| WHAT IS NEEDED |
Output the following data exactly.

| PROVIDED INFORMATION |
+ + + + +
//! Polarity bands and the canned messages shown for each.

use serde::Serialize;

use mindful_core::types::DiaryEntry;

use crate::classifier::SentimentClassifier;

/// Polarity strictly above this selects the positive band.
pub const POSITIVE_THRESHOLD: f64 = 0.2;
/// Polarity strictly below this selects the supportive band.
pub const SUPPORTIVE_THRESHOLD: f64 = -0.2;

const POSITIVE_MESSAGE: &str =
    "That sounds wonderful! It's lovely to hear such positivity. Keep embracing that joy.";
const SUPPORTIVE_MESSAGE: &str = "It sounds like you're going through a tough moment. \
Remember to be kind to yourself. A quiet cup of tea can be a comforting friend.";
const NEUTRAL_MESSAGE: &str =
    "Thank you for sharing. Taking a moment to reflect is a gift to yourself.";

/// Response category selected from a polarity.
#[derive(Clone, Copy, Debug, PartialEq, Eq, Hash, Serialize)]
#[serde(rename_all = "snake_case")]
pub enum Band {
    /// Affirm the user's positive mood.
    Positive,
    /// Acknowledge without judgement.
    Neutral,
    /// Offer comfort and a coping suggestion.
    Supportive,
}

impl Band {
    /// Band for a polarity. Both thresholds are exclusive, so exactly 0.2
    /// and exactly -0.2 are neutral. NaN is neutral as well.
    pub fn from_polarity(polarity: f64) -> Self {
        if polarity > POSITIVE_THRESHOLD {
            Band::Positive
        } else if polarity < SUPPORTIVE_THRESHOLD {
            Band::Supportive
        } else {
            Band::Neutral
        }
    }

    pub fn message(&self) -> &'static str {
        match self {
            Band::Positive => POSITIVE_MESSAGE,
            Band::Neutral => NEUTRAL_MESSAGE,
            Band::Supportive => SUPPORTIVE_MESSAGE,
        }
    }
}

/// A message ready for display.
#[derive(Clone, Copy, Debug, PartialEq, Eq, Serialize)]
pub struct Message {
    pub band: Band,
    pub text: &'static str,
}

/// Map a polarity to its display message.
pub fn select(polarity: f64) -> Message {
    let band = Band::from_polarity(polarity);
    Message {
        band,
        text: band.message(),
    }
}

/// Outcome of running a diary entry through classification and selection.
#[derive(Clone, Debug, PartialEq, Serialize)]
pub struct Reflection {
    pub entry: DiaryEntry,
    pub message: Message,
}

/// Score `text` and pick its message.
///
/// Returns `None` for empty text: there is nothing to reflect on and the
/// classifier is not consulted.
pub fn reflect<C: SentimentClassifier + ?Sized>(classifier: &C, text: &str) -> Option<Reflection> {
    if text.is_empty() {
        return None;
    }

    let polarity = classifier.polarity(text);
    let message = select(polarity);
    tracing::debug!(polarity, band = ?message.band, "Diary entry reflected");

    Some(Reflection {
        entry: DiaryEntry {
            text: text.to_string(),
            polarity,
        },
        message,
    })
}
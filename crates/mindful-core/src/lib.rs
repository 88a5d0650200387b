pub mod config;
pub mod error;
pub mod events;
pub mod types;

pub use config::MindfulConfig;
pub use error::{MindfulError, Result};
pub use events::{StatusEvent, StatusLevel};
pub use types::*;
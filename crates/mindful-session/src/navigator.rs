use mindful_core::types::Page;

/// Tracks which page is active.
///
/// Every page is reachable from every other page; navigation never fails.
#[derive(Debug, Clone, Copy, Default, PartialEq, Eq)]
pub struct Navigator {
    current: Page,
}

impl Navigator {
    /// A navigator starting on [`Page::Home`].
    pub fn new() -> Self {
        Self::default()
    }

    pub fn current(&self) -> Page {
        self.current
    }

    pub fn navigate(&mut self, target: Page) {
        tracing::debug!("Page: {} -> {}", self.current, target);
        self.current = target;
    }
}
+ + + + +
| OUTPUT FOR THIS TASK |
//! Polarity bands and the canned messages shown for each.

use serde::Serialize;

use mindful_core::types::DiaryEntry;

use crate::classifier::SentimentClassifier;

/// Polarity strictly above this selects the positive band.
pub const POSITIVE_THRESHOLD: f64 = 0.2;
/// Polarity strictly below this selects the supportive band.
pub const SUPPORTIVE_THRESHOLD: f64 = -0.2;

const POSITIVE_MESSAGE: &str =
    "That sounds wonderful! It's lovely to hear such positivity. Keep embracing that joy.";
const SUPPORTIVE_MESSAGE: &str = "It sounds like you're going through a tough moment. \
Remember to be kind to yourself. A quiet cup of tea can be a comforting friend.";
const NEUTRAL_MESSAGE: &str =
    "Thank you for sharing. Taking a moment to reflect is a gift to yourself.";

/// Response category selected from a polarity.
#[derive(Clone, Copy, Debug, PartialEq, Eq, Hash, Serialize)]
#[serde(rename_all = "snake_case")]
pub enum Band {
    /// Affirm the user's positive mood.
    Positive,
    /// Acknowledge without judgement.
    Neutral,
    /// Offer comfort and a coping suggestion.
    Supportive,
}

impl Band {
    /// Band for a polarity. Both thresholds are exclusive, so exactly 0.2
    /// and exactly -0.2 are neutral. NaN is neutral as well.
    pub fn from_polarity(polarity: f64) -> Self {
        if polarity > POSITIVE_THRESHOLD {
            Band::Positive
        } else if polarity < SUPPORTIVE_THRESHOLD {
            Band::Supportive
        } else {
            Band::Neutral
        }
    }

    pub fn message(&self) -> &'static str {
        match self {
            Band::Positive => POSITIVE_MESSAGE,
            Band::Neutral => NEUTRAL_MESSAGE,
            Band::Supportive => SUPPORTIVE_MESSAGE,
        }
    }
}

/// A message ready for display.
#[derive(Clone, Copy, Debug, PartialEq, Eq, Serialize)]
pub struct Message {
    pub band: Band,
    pub text: &'static str,
}

/// Map a polarity to its display message.
pub fn select(polarity: f64) -> Message {
    let band = Band::from_polarity(polarity);
    Message {
        band,
        text: band.message(),
    }
}

/// Outcome of running a diary entry through classification and selection.
#[derive(Clone, Debug, PartialEq, Serialize)]
pub struct Reflection {
    pub entry: DiaryEntry,
    pub message: Message,
}

/// Score `text` and pick its message.
///
/// Returns `None` for empty text: there is nothing to reflect on and the
/// classifier is not consulted.
pub fn reflect<C: SentimentClassifier + ?Sized>(classifier: &C, text: &str) -> Option<Reflection> {
    if text.is_empty() {
        return None;
    }

    let polarity = classifier.polarity(text);
    let message = select(polarity);
    tracing::debug!(polarity, band = ?message.band, "Diary entry reflected");

    Some(Reflection {
        entry: DiaryEntry {
            text: text.to_string(),
            polarity,
        },
        message,
    })
}
filename crates/mindful-core/src/lib.rs
repository 88a5d0650200387b
pub mod config;
pub mod error;
pub mod events;
pub mod types;

pub use config::MindfulConfig;
pub use error::{MindfulError, Result};
pub use events::{StatusEvent, StatusLevel};
pub use types::*;
filename crates/mindful-session/src/navigator.rs
use mindful_core::types::Page;

/// Tracks which page is active.
///
/// Every page is reachable from every other page; navigation never fails.
#[derive(Debug, Clone, Copy, Default, PartialEq, Eq)]
pub struct Navigator {
    current: Page,
}

impl Navigator {
    /// A navigator starting on [`Page::Home`].
    pub fn new() -> Self {
        Self::default()
    }

    pub fn current(&self) -> Page {
        self.current
    }

    pub fn navigate(&mut self, target: Page) {
        tracing::debug!("Page: {} -> {}", self.current, target);
        self.current = target;
    }
}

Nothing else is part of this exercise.